- _Excerpted records_:
═══

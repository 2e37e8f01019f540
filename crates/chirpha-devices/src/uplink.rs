//! Uplink event decoding.
//!
//! ChirpStack publishes one JSON event per device transmission:
//!
//! ```json
//! {
//!   "deviceInfo": {"devEui": "AA01", "deviceName": "Tank1", "applicationId": "3", "applicationName": "Site"},
//!   "object": {
//!     "temp_c": 21.5,
//!     "discovery": {"sensors": [{"field": "temp_c", "unit": "°C"}], "commands": []},
//!     "history": [{"timestamp": 1700000000, "values": {"temp_c": 21.4}}]
//!   }
//! }
//! ```
//!
//! Decoding never retries: a message that fails here is dropped.

use serde_json::{Map, Value};
use thiserror::Error;
use tracing::warn;

use crate::discovery::{build_discovery, DataQualityWarning, DiscoverySet};

/// Application id used when neither the event nor the topic carries one.
pub const DEFAULT_APPLICATION_ID: &str = "1";

/// Reasons an inbound message is dropped.
#[derive(Debug, Error, Clone, PartialEq)]
pub enum DecodeError {
    /// The payload is not a JSON object.
    #[error("Malformed payload: {0}")]
    MalformedPayload(String),

    /// Neither the event nor the topic names the device.
    #[error("Missing device identity (devEui) in event on {topic}")]
    MissingDeviceIdentity { topic: String },

    /// `object` is a scalar, usually an encoded payload the codec failed on.
    #[error("Undecoded payload for device {dev_eui}: object is {found}")]
    UndecodedPayload { dev_eui: String, found: String },
}

impl From<DecodeError> for chirpha_core::Error {
    fn from(e: DecodeError) -> Self {
        chirpha_core::Error::Decode(e.to_string())
    }
}

/// One historical reading embedded in a later uplink.
#[derive(Debug, Clone, PartialEq)]
pub struct HistorySample {
    /// Unix seconds, possibly fractional.
    pub timestamp: f64,
    pub values: Map<String, Value>,
}

impl HistorySample {
    /// Timestamp truncated to whole seconds.
    pub fn timestamp_secs(&self) -> i64 {
        self.timestamp.floor() as i64
    }
}

/// A decoded uplink. Immutable once built.
#[derive(Debug, Clone, PartialEq)]
pub struct UplinkEvent {
    pub dev_eui: String,
    pub device_name: Option<String>,
    pub application_id: String,
    pub application_name: Option<String>,
    /// Topic the event arrived on; announced as the sensors' state topic.
    pub topic: String,
    /// The decoded `object` map.
    pub payload: Map<String, Value>,
    pub discovery: DiscoverySet,
    pub history: Vec<HistorySample>,
    /// Problems found while reading descriptors and history.
    pub warnings: Vec<DataQualityWarning>,
}

impl UplinkEvent {
    /// Device name shown to users.
    ///
    /// `<application>-<device>` when both are known, else the device name,
    /// else the EUI.
    pub fn display_name(&self) -> String {
        compose_display_name(
            &self.dev_eui,
            self.device_name.as_deref(),
            self.application_name.as_deref(),
        )
    }

    /// Live value of a payload field, ignoring nulls.
    pub fn value(&self, field: &str) -> Option<&Value> {
        self.payload.get(field).filter(|v| !v.is_null())
    }
}

/// See [`UplinkEvent::display_name`].
pub fn compose_display_name(
    dev_eui: &str,
    device_name: Option<&str>,
    application_name: Option<&str>,
) -> String {
    let device_name = device_name.filter(|s| !s.is_empty());
    let application_name = application_name.filter(|s| !s.is_empty());
    match (application_name, device_name) {
        (Some(app), Some(device)) => format!("{}-{}", app, device),
        (None, Some(device)) => device.to_string(),
        _ => dev_eui.to_string(),
    }
}

/// Topic segment following `key`, e.g. the `<id>` of `application/<id>/...`.
fn topic_segment<'a>(topic: &'a str, key: &str) -> Option<&'a str> {
    let mut parts = topic.split('/');
    while let Some(part) = parts.next() {
        if part == key {
            return parts.next().filter(|s| !s.is_empty() && *s != "+" && *s != "#");
        }
    }
    None
}

fn string_field(object: &Map<String, Value>, key: &str) -> Option<String> {
    match object.get(key) {
        Some(Value::String(s)) if !s.trim().is_empty() => Some(s.clone()),
        Some(Value::Number(n)) => Some(n.to_string()),
        _ => None,
    }
}

fn describe(value: &Value) -> &'static str {
    match value {
        Value::Null => "null",
        Value::Bool(_) => "a boolean",
        Value::Number(_) => "a number",
        Value::String(_) => "a string",
        Value::Array(_) => "an array",
        Value::Object(_) => "an object",
    }
}

fn parse_timestamp(value: &Value) -> Option<f64> {
    let ts = match value {
        Value::Number(n) => n.as_f64()?,
        Value::String(s) => s.trim().parse::<f64>().ok().or_else(|| {
            chrono::DateTime::parse_from_rfc3339(s.trim())
                .ok()
                .map(|dt| dt.timestamp() as f64)
        })?,
        _ => return None,
    };
    ts.is_finite().then_some(ts)
}

/// Read `object.history`. Samples without a usable timestamp are skipped.
fn parse_history(raw: Option<&Value>, dev_eui: &str) -> Vec<HistorySample> {
    let items = match raw {
        Some(Value::Array(items)) => items,
        None | Some(Value::Null) => return Vec::new(),
        Some(other) => {
            warn!(dev_eui, found = describe(other), "History is not an array, ignoring");
            return Vec::new();
        }
    };

    let mut samples = Vec::with_capacity(items.len());
    for (index, item) in items.iter().enumerate() {
        let Some(entry) = item.as_object() else {
            warn!(dev_eui, index, "History sample is not an object, skipping");
            continue;
        };
        let Some(timestamp) = entry.get("timestamp").and_then(parse_timestamp) else {
            warn!(dev_eui, index, "History sample has no usable timestamp, skipping");
            continue;
        };
        let values = match entry.get("values") {
            Some(Value::Object(values)) => values.clone(),
            _ => entry
                .iter()
                .filter(|(k, _)| k.as_str() != "timestamp" && k.as_str() != "values")
                .map(|(k, v)| (k.clone(), v.clone()))
                .collect(),
        };
        samples.push(HistorySample { timestamp, values });
    }
    samples
}

/// Decode one transport message.
pub fn decode(topic: &str, payload: &[u8]) -> Result<UplinkEvent, DecodeError> {
    let root: Value = serde_json::from_slice(payload)
        .map_err(|e| DecodeError::MalformedPayload(format!("invalid JSON: {}", e)))?;
    let root = match root {
        Value::Object(map) => map,
        other => {
            return Err(DecodeError::MalformedPayload(format!(
                "expected a JSON object, found {}",
                describe(&other)
            )))
        }
    };

    let empty = Map::new();
    let device_info = root
        .get("deviceInfo")
        .and_then(Value::as_object)
        .unwrap_or(&empty);

    let dev_eui = string_field(device_info, "devEui")
        .or_else(|| topic_segment(topic, "device").map(str::to_string))
        .ok_or_else(|| DecodeError::MissingDeviceIdentity {
            topic: topic.to_string(),
        })?;

    let application_id = string_field(device_info, "applicationId")
        .or_else(|| topic_segment(topic, "application").map(str::to_string))
        .unwrap_or_else(|| DEFAULT_APPLICATION_ID.to_string());

    let mut object = match root.get("object") {
        Some(Value::Object(object)) => object.clone(),
        None | Some(Value::Null) => Map::new(),
        Some(other) => {
            return Err(DecodeError::UndecodedPayload {
                dev_eui,
                found: describe(other).to_string(),
            })
        }
    };

    let discovery = object.remove("discovery");
    let model = match &discovery {
        Some(section @ Value::Object(_)) => build_discovery(section),
        None | Some(Value::Null) => Default::default(),
        Some(other) => {
            warn!(
                dev_eui = %dev_eui,
                found = describe(other),
                "Discovery section is not an object, ignoring"
            );
            Default::default()
        }
    };
    let history = parse_history(object.remove("history").as_ref(), &dev_eui);

    Ok(UplinkEvent {
        device_name: string_field(device_info, "deviceName"),
        application_name: string_field(device_info, "applicationName"),
        dev_eui,
        application_id,
        topic: topic.to_string(),
        payload: object,
        discovery: model.set,
        history,
        warnings: model.warnings,
    })
}
//! Command-line interface for the Chirpha bridge.

use std::path::{Path, PathBuf};
use std::sync::Arc;

use anyhow::{Context, Result};
use clap::{Parser, Subcommand};
use tracing::{info, warn};

use chirpha_core::config::defaults;
use chirpha_core::{BridgeConfig, EventBus};
use chirpha_devices::adapters::MqttBridge;
use chirpha_devices::{BridgeService, RecordingTransport};
use chirpha_storage::create_backend;

/// Chirpha - ChirpStack LoRaWAN devices in Home Assistant.
#[derive(Parser, Debug)]
#[command(name = "chirpha")]
#[command(author, version, about, long_about = None)]
struct Args {
    /// Action to perform. Defaults to `run`.
    #[command(subcommand)]
    command: Option<Command>,

    /// Emit logs as JSON.
    #[arg(long, global = true, env = "CHIRPHA_LOG_JSON")]
    log_json: bool,
}

/// Available commands.
#[derive(Subcommand, Debug)]
enum Command {
    /// Run the bridge until interrupted.
    Run {
        /// Configuration file (TOML).
        #[arg(short, long)]
        config: Option<PathBuf>,
    },
    /// Decode one uplink event file and print what would be announced.
    Decode {
        /// File holding one uplink event (JSON).
        file: PathBuf,
        /// Topic the event is treated as arriving on.
        #[arg(short, long, default_value = "application/1/device/+/event/up")]
        topic: String,
        /// Discovery prefix.
        #[arg(long, default_value = defaults::DISCOVERY_PREFIX)]
        prefix: String,
    },
    /// Resolve and validate the configuration, then print it with secrets hidden.
    CheckConfig {
        /// Configuration file (TOML).
        #[arg(short, long)]
        config: Option<PathBuf>,
    },
}

#[tokio::main]
async fn main() -> Result<()> {
    let args = Args::parse();

    match args.command.unwrap_or(Command::Run { config: None }) {
        Command::Run { config } => {
            let config = BridgeConfig::resolve(config.as_deref())?;
            init_logging(args.log_json, &config.log_level);
            run_bridge(config).await
        }
        Command::Decode {
            file,
            topic,
            prefix,
        } => {
            init_logging(args.log_json, defaults::LOG_LEVEL);
            decode_file(&file, &topic, prefix).await
        }
        Command::CheckConfig { config } => {
            let config = BridgeConfig::resolve(config.as_deref())?;
            init_logging(args.log_json, &config.log_level);
            print!("{}", config.redacted().to_toml()?);
            Ok(())
        }
    }
}

/// `RUST_LOG` wins over the configured level. Logs go to stderr.
fn init_logging(json: bool, level: &str) {
    let env_filter = tracing_subscriber::EnvFilter::try_from_default_env().unwrap_or_else(|_| {
        tracing_subscriber::EnvFilter::try_new(level)
            .unwrap_or_else(|_| tracing_subscriber::EnvFilter::new(defaults::LOG_LEVEL))
    });

    if json {
        tracing_subscriber::fmt()
            .json()
            .with_env_filter(env_filter)
            .with_target(true)
            .with_writer(std::io::stderr)
            .init();
    } else {
        tracing_subscriber::fmt()
            .with_env_filter(env_filter)
            .with_target(false)
            .with_writer(std::io::stderr)
            .compact()
            .init();
    }
}

async fn run_bridge(config: BridgeConfig) -> Result<()> {
    info!(
        category = "config",
        broker = %format!("{}:{}", config.mqtt.host, config.mqtt.port),
        uplink_topic = %config.mqtt.uplink_topic,
        discovery_prefix = %config.discovery.prefix,
        "Configuration loaded"
    );

    let backend = create_backend(config.influxdb.as_ref())?;
    if backend.is_none() {
        info!(category = "storage", "No time-series backend configured, history backfill disabled");
    }

    let event_bus = Arc::new(EventBus::with_name("chirpha"));
    let mqtt = MqttBridge::new(&config.mqtt);
    let service = Arc::new(BridgeService::new(
        &config,
        Arc::new(mqtt.publisher()),
        backend,
        event_bus,
    ));
    let _attachment = service.spawn_host_attachment();

    tokio::select! {
        _ = mqtt.run(service.clone()) => {
            warn!("MQTT loop exited");
        }
        result = tokio::signal::ctrl_c() => {
            result.context("Failed to listen for Ctrl-C")?;
            info!("Shutting down");
        }
    }

    let stats = service.stats();
    info!(
        received = stats.received,
        dropped = stats.dropped,
        dispatched = stats.dispatched,
        discovery_passes = stats.discovery_passes,
        publish_errors = stats.publish_errors,
        entities = service.state().entity_count(),
        "Bridge stopped"
    );
    Ok(())
}

async fn decode_file(file: &Path, topic: &str, prefix: String) -> Result<()> {
    let payload =
        std::fs::read(file).with_context(|| format!("Failed to read {}", file.display()))?;

    let mut config = BridgeConfig::default();
    config.discovery.prefix = prefix;
    let transport = Arc::new(RecordingTransport::new());
    let service = BridgeService::offline(&config, transport.clone());

    service.handle_message(topic, &payload).await?;

    let announcements: Vec<serde_json::Value> = transport
        .published()
        .into_iter()
        .map(|(topic, payload)| {
            let config =
                serde_json::from_str(&payload).unwrap_or(serde_json::Value::String(payload));
            serde_json::json!({ "topic": topic, "config": config })
        })
        .collect();
    let report = serde_json::json!({
        "announcements": announcements,
        "entities": service.state().entities(),
    });
    println!("{}", serde_json::to_string_pretty(&report)?);
    Ok(())
}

═══

- _Exercise directions_:
Check every line of the records, and copy the ones that hold the word "devEui".

- _Task output_:
//!   "deviceInfo": {"devEui": "AA01", "deviceName": "Tank1", "applicationId": "3", "applicationName": "Site"},
    #[error("Missing device identity (devEui) in event on {topic}")]
    let dev_eui = string_field(device_info, "devEui")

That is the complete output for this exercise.